BEGIN
use std::fs::File;
use std::io::{self, BufReader, ErrorKind};
use std::sync::Arc;

use pgwire::tokio::tokio_rustls::rustls::pki_types::{CertificateDer, PrivateKeyDer};
use pgwire::tokio::tokio_rustls::rustls::ServerConfig;
use pgwire::tokio::TlsAcceptor;

fn invalid(msg: String) -> io::Error {
    io::Error::new(ErrorKind::InvalidInput, msg)
}

fn open(path: &str) -> io::Result<BufReader<File>> {
    File::open(path)
        .map(BufReader::new)
        .map_err(|e| io::Error::new(e.kind(), format!("{path}: {e}")))
}

fn read_chain(path: &str) -> io::Result<Vec<CertificateDer<'static>>> {
    let chain = rustls_pemfile::certs(&mut open(path)?).collect::<Result<Vec<_>, _>>()?;
    if chain.is_empty() {
        return Err(invalid(format!("{path}: no certificates found")));
    }
    Ok(chain)
}

fn read_key(path: &str) -> io::Result<PrivateKeyDer<'static>> {
    rustls_pemfile::private_key(&mut open(path)?)?
        .ok_or_else(|| invalid(format!("{path}: no private key found")))
}

/// TLS for the pgwire listener. Plaintext when neither path is configured.
pub fn load_tls_acceptor(cert_path: Option<&str>, key_path: Option<&str>) -> io::Result<Option<TlsAcceptor>> {
    let (cert_path, key_path) = match (cert_path, key_path) {
        (None, None) => return Ok(None),
        (Some(c), Some(k)) => (c, k),
        _ => {
            return Err(invalid(
                "SLOTLINE_TLS_CERT and SLOTLINE_TLS_KEY must be set together".into(),
            ));
        }
    };

    let mut config = ServerConfig::builder()
        .with_no_client_auth()
        .with_single_cert(read_chain(cert_path)?, read_key(key_path)?)
        .map_err(|e| invalid(format!("{cert_path}: {e}")))?;
    config.alpn_protocols = vec![b"postgresql".to_vec()];

    tracing::info!(cert = cert_path, "tls enabled");
    Ok(Some(TlsAcceptor::from(Arc::new(config))))
}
END
*Problem details:*
Taking the lines above, repeat exactly those from the line that contains "fn open(path: &str)" through the line that contains "fn read_chain(path: &str)", and both of those lines as well. Include nothing else.

*Your response:*
fn open(path: &str) -> io::Result<BufReader<File>> {
    File::open(path)
        .map(BufReader::new)
        .map_err(|e| io::Error::new(e.kind(), format!("{path}: {e}")))
}

fn read_chain(path: &str) -> io::Result<Vec<CertificateDer<'static>>> {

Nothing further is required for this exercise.